Sunday, November 22, 2015

From State of the Art to the State of Decay

I'm constantly in meetings where we are discussing 10+ year old code that "smart people wrote" so it must be fairly good. It seems the people take offense when you call 10 year old code bad names especially if they were somehow connected.

Let me start with myself. I've been working on the Internet Explorer code base for over 10 years, having started just before IE 7 Beta 1 was shipped. Instead of referring to other people's terrible code, I'll refer to my own terrible code. I'll also talk about our thinking on "State of the Art" at the time and how that leads to now where the same code which was the bees knees is now just a skeleton of its former self having suffered through the "State of Decay".

State of the Art in 2005

We have a legacy code base that has been dusted off after many years of neglect (IE 6 had been shuttered and IE 7 was the rebirth). The ultimate decay, many years of advancements in computer science, none of which were applied to one of the largest and most complex code bases you could conceive of. We had some new tools at the time, static analysis tools, which were very good at finding null pointer dereferences alongside actual security bugs. We had tens of thousands (maybe even hundreds of thousands) across all of Windows that needed to be investigated, understood and fixed.

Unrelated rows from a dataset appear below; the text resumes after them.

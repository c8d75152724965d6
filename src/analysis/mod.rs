//! Statistics over a loaded [`Dataset`](crate::data::model::Dataset).
//!
//! Every function here is pure: it reads a dataset (or a slice of values)
//! and returns a freshly computed table. Only [`coerce`] mutates, and only
//! the working copy it is handed.

pub mod coerce;
pub mod correlation;
pub mod describe;
pub mod distribution;
pub mod missing;

/// Optional categorical column holding the air-quality label.
pub const QUALITY_COLUMN: &str = "Qualite_air";

/// Derived ordinal column used by the correlation view.
pub const CLASS_NUM_COLUMN: &str = "class_num";

/// Ordinal scale of the air-quality labels, best to worst.
pub const CLASS_SCALE: [(&str, f64); 4] = [
    ("bon", 0.0),
    ("moyen", 1.0),
    ("mauvais", 2.0),
    ("dangereuse", 3.0),
];
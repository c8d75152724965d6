//! Command-line arguments for the air-quality dashboard

use std::path::PathBuf;

use clap::Parser;

use crate::view::View;

#[derive(Parser, Debug)]
#[command(name = "airview")]
#[command(version)]
#[command(about = "Air-quality and pollution dataset explorer", long_about = None)]
pub struct Cli {
    /// Dataset to open (CSV, JSON records or Parquet)
    #[arg(value_name = "FILE", default_value = "pollution.csv")]
    pub file: PathBuf,

    /// View shown on startup
    #[arg(long = "view", value_enum, default_value = "overview")]
    pub view: View,

    /// Write the missing-value report to PATH and exit without opening a window
    #[arg(long = "export-missing", value_name = "PATH")]
    pub export_missing: Option<PathBuf>,
}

Our ideas of state of the art at this time were that the code shouldn't crash. Ever. Reliability in our minds was error recovery and checking null's all over the place and protecting against the most malicious of external code since after being shuttered we had no idea who or how many consumers of our code there was. Fixing any single line of code presented us with a challenge. Did we break someone? In this state every line of code could take hours to days to understand the ramifications of adding even a single null check and bail-out. And spend hours and days we did.

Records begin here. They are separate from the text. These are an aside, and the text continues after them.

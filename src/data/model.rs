use std::fmt;

// ---------------------------------------------------------------------------
// Value – a single cell
// ---------------------------------------------------------------------------

/// A dynamically-typed cell value.
#[derive(Debug, Clone, PartialEq)]
pub enum Value {
    Text(String),
    Integer(i64),
    Float(f64),
    Bool(bool),
    Null,
}

// -- Manual Eq/Hash so we can count distinct values in a HashMap --

impl Eq for Value {}

impl std::hash::Hash for Value {
    fn hash<H: std::hash::Hasher>(&self, state: &mut H) {
        std::mem::discriminant(self).hash(state);
        match self {
            Value::Text(s) => s.hash(state),
            Value::Integer(i) => i.hash(state),
            Value::Float(f) => f.to_bits().hash(state),
            Value::Bool(b) => b.hash(state),
            Value::Null => {}
        }
    }
}

impl fmt::Display for Value {
    fn fmt(&self, f: &mut fmt::Formatter<'_>) -> fmt::Result {
        match self {
            Value::Text(s) => write!(f, "{s}"),
            Value::Integer(i) => write!(f, "{i}"),
            Value::Float(v) => write!(f, "{v:.4}"),
            Value::Bool(b) => write!(f, "{b}"),
            Value::Null => write!(f, "<null>"),
        }
    }
}

impl Value {
    /// Interpret the value as an `f64` for numeric work.
    pub fn as_f64(&self) -> Option<f64> {
        match self {
            Value::Float(v) if !v.is_nan() => Some(*v),
            Value::Integer(i) => Some(*i as f64),
            _ => None,
        }
    }

    pub fn as_str(&self) -> Option<&str> {
        match self {
            Value::Text(s) => Some(s),
            _ => None,
        }
    }

    /// Missing cell. A NaN float counts as missing too.
    pub fn is_null(&self) -> bool {
        match self {
            Value::Null => true,
            Value::Float(v) => v.is_nan(),
            _ => false,
        }
    }
}

// ---------------------------------------------------------------------------
// DType – declared column type
// ---------------------------------------------------------------------------

#[derive(Debug, Clone, Copy, PartialEq, Eq)]
pub enum DType {
    Integer,
    Float,
    Boolean,
    Text,
}

impl DType {
    pub fn is_numeric(self) -> bool {
        matches!(self, DType::Integer | DType::Float)
    }
}

impl fmt::Display for DType {
    fn fmt(&self, f: &mut fmt::Formatter<'_>) -> fmt::Result {
        let name = match self {
            DType::Integer => "integer",
            DType::Float => "float",
            DType::Boolean => "boolean",
            DType::Text => "text",
        };
        f.write_str(name)
    }
}

/// Cell tokens read as missing, compared after trimming.
pub const NA_TOKENS: &[&str] = &[
    "", "NA", "N/A", "n/a", "NaN", "nan", "-NaN", "-nan", "null", "NULL", "None", "#N/A",
    "#N/A N/A", "#NA", "<NA>", "-1.#IND", "1.#IND", "-1.#QNAN", "1.#QNAN",
];

pub fn is_na_token(s: &str) -> bool {
    NA_TOKENS.contains(&s.trim())
}

// ---------------------------------------------------------------------------
// Column – one named, typed column
// ---------------------------------------------------------------------------

#[derive(Debug, Clone, PartialEq)]
pub struct Column {
    pub name: String,
    pub dtype: DType,
    pub values: Vec<Value>,
}

impl Column {
    pub fn new(name: impl Into<String>, dtype: DType, values: Vec<Value>) -> Self {
        Column {
            name: name.into(),
            dtype,
            values,
        }
    }

    /// Build a column from raw text cells, inferring the narrowest type that
    /// fits every non-missing cell.
    ///
    /// * all integers            → `Integer`
    /// * integers and floats     → `Float`
    /// * all `true` / `false`    → `Boolean`
    /// * anything else           → `Text` (cells kept verbatim)
    /// * nothing but missing     → `Float`
    pub fn from_raw(name: impl Into<String>, raw: &[Option<&str>]) -> Self {
        let present: Vec<&str> = raw
            .iter()
            .flatten()
            .map(|s| s.trim())
            .filter(|s| !is_na_token(s))
            .collect();

        let dtype = if present.is_empty() {
            DType::Float
        } else if present.iter().all(|s| s.parse::<i64>().is_ok()) {
            DType::Integer
        } else if present.iter().all(|s| s.parse::<f64>().is_ok()) {
            DType::Float
        } else if present
            .iter()
            .all(|s| s.eq_ignore_ascii_case("true") || s.eq_ignore_ascii_case("false"))
        {
            DType::Boolean
        } else {
            DType::Text
        };

        let values = raw
            .iter()
            .map(|cell| match cell {
                None => Value::Null,
                Some(s) if is_na_token(s) => Value::Null,
                Some(s) => parse_as(s, dtype),
            })
            .collect();

        Column::new(name, dtype, values)
    }

    pub fn len(&self) -> usize {
        self.values.len()
    }

    pub fn is_empty(&self) -> bool {
        self.values.is_empty()
    }

    pub fn null_count(&self) -> usize {
        self.values.iter().filter(|v| v.is_null()).count()
    }

    /// Cells as `f64`, missing or non-numeric cells as `None`.
    pub fn numeric(&self) -> Vec<Option<f64>> {
        self.values.iter().map(Value::as_f64).collect()
    }

    /// Non-missing numeric cells only.
    pub fn present_numeric(&self) -> Vec<f64> {
        self.values.iter().filter_map(Value::as_f64).collect()
    }
}

fn parse_as(s: &str, dtype: DType) -> Value {
    let t = s.trim();
    match dtype {
        DType::Integer => t.parse().map(Value::Integer).unwrap_or(Value::Null),
        DType::Float => t.parse().map(Value::Float).unwrap_or(Value::Null),
        DType::Boolean => Value::Bool(t.eq_ignore_ascii_case("true")),
        DType::Text => Value::Text(s.to_string()),
    }
}

// ---------------------------------------------------------------------------
// Dataset – the complete loaded table
// ---------------------------------------------------------------------------

/// The full parsed table: ordered columns of equal length.
#[derive(Debug, Clone, Default, PartialEq)]
pub struct Dataset {
    pub columns: Vec<Column>,
}

impl Dataset {
    /// Build a dataset, checking that every column has the same length.
    pub fn from_columns(columns: Vec<Column>) -> Result<Self, String> {
        if let Some(first) = columns.first() {
            if let Some(bad) = columns.iter().find(|c| c.len() != first.len()) {
                return Err(format!(
                    "column '{}' has {} rows but '{}' has {}",
                    bad.name,
                    bad.len(),
                    first.name,
                    first.len()
                ));
            }
        }
        Ok(Dataset { columns })
    }

    /// Number of rows.
    pub fn len(&self) -> usize {
        self.columns.first().map_or(0, Column::len)
    }

    /// Whether the dataset has no rows.
    pub fn is_empty(&self) -> bool {
        self.columns.first().map_or(true, Column::is_empty)
    }

    pub fn width(&self) -> usize {
        self.columns.len()
    }

    pub fn column(&self, name: &str) -> Option<&Column> {
        self.columns.iter().find(|c| c.name == name)
    }

    pub fn column_names(&self) -> Vec<String> {
        self.columns.iter().map(|c| c.name.clone()).collect()
    }

    /// Integer and float columns, in table order.
    pub fn numeric_columns(&self) -> impl Iterator<Item = &Column> {
        self.columns.iter().filter(|c| c.dtype.is_numeric())
    }

    /// Append a column, replacing any existing column of the same name.
    pub fn set_column(&mut self, column: Column) {
        match self.columns.iter_mut().find(|c| c.name == column.name) {
            Some(slot) => *slot = column,
            None => self.columns.push(column),
        }
    }

    /// First `n` rows, row-major.
    pub fn head(&self, n: usize) -> Vec<Vec<&Value>> {
        (0..self.len().min(n))
            .map(|row| self.columns.iter().map(|c| &c.values[row]).collect())
            .collect()
    }
}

To the extent that I personally introduced hundreds, perhaps thousands of null pointer checks in the code. After all, this was the state of the art at the time. We wanted stability, reliability and we wanted most of all to shut down those rare cases where the tool was pointing out an actual security hole as well. Of course I thought I was doing the right thing. My code reviewers did too. We all slept well at night getting paid to put in null pointer checks to work around the fact that our invariants were being broken constantly. By doing all of this work we were forever changing our ability to use those crashes we were fixing to find actual product bugs. "State of the Art" indeed. So how should those conversations about 10+ year old code be going? Should I really be attached to those decisions I made 10 years ago or should I evolve to fix the state of decay and improve the state of the art moving forward?

State of Decay in 2015

Those decisions 10 years ago have led to a current state of decay in the code. Of those thousands of null pointer checks, how many remain? When new developers look at the code, what should they glean from the many if-checks for conditions that may or may not be possible? The cognitive load it took me to put one in was hours and even sometimes days. What about the cognitive load to take one out?

It is now obvious that the code is no longer state of the art, but bringing the code up to similar quality as new code is an extreme amount of work. It is technical debt. To validate the technical debt we talk about how long that code has been executing for and "not causing problems" and we bring up those "smart people" from the past. Yes we were smart at the time and we made a local optimum decision to address a business need. It doesn't mean that maintaining that decision is the best course of action to resolve future business needs (in fact it is rarely the case that leaving anything in a state of disrepair is a good decision as the cost of deferring the repair of decay is non-linear).

I gave a simple example of null pointer checks to address reliability. There were many more decisions made that increased our technical debt versus the current industry state of the art. Things like increasing our hard dependencies on our underlying operating system to the extent that we failed to provide good abstractions to give us agility in our future technology decisions (I'm being nice, since we also failed to provide abstractions good enough to even allow for proper unit testing). We executed on a set of design decisions that ensured only new code or heavily rewritten code would even try to establish better abstractions and patterns for the future. This further left behind our oldest code and it meant that our worst decisions in the longest state of decay were the ones that continued accruing debt in the system.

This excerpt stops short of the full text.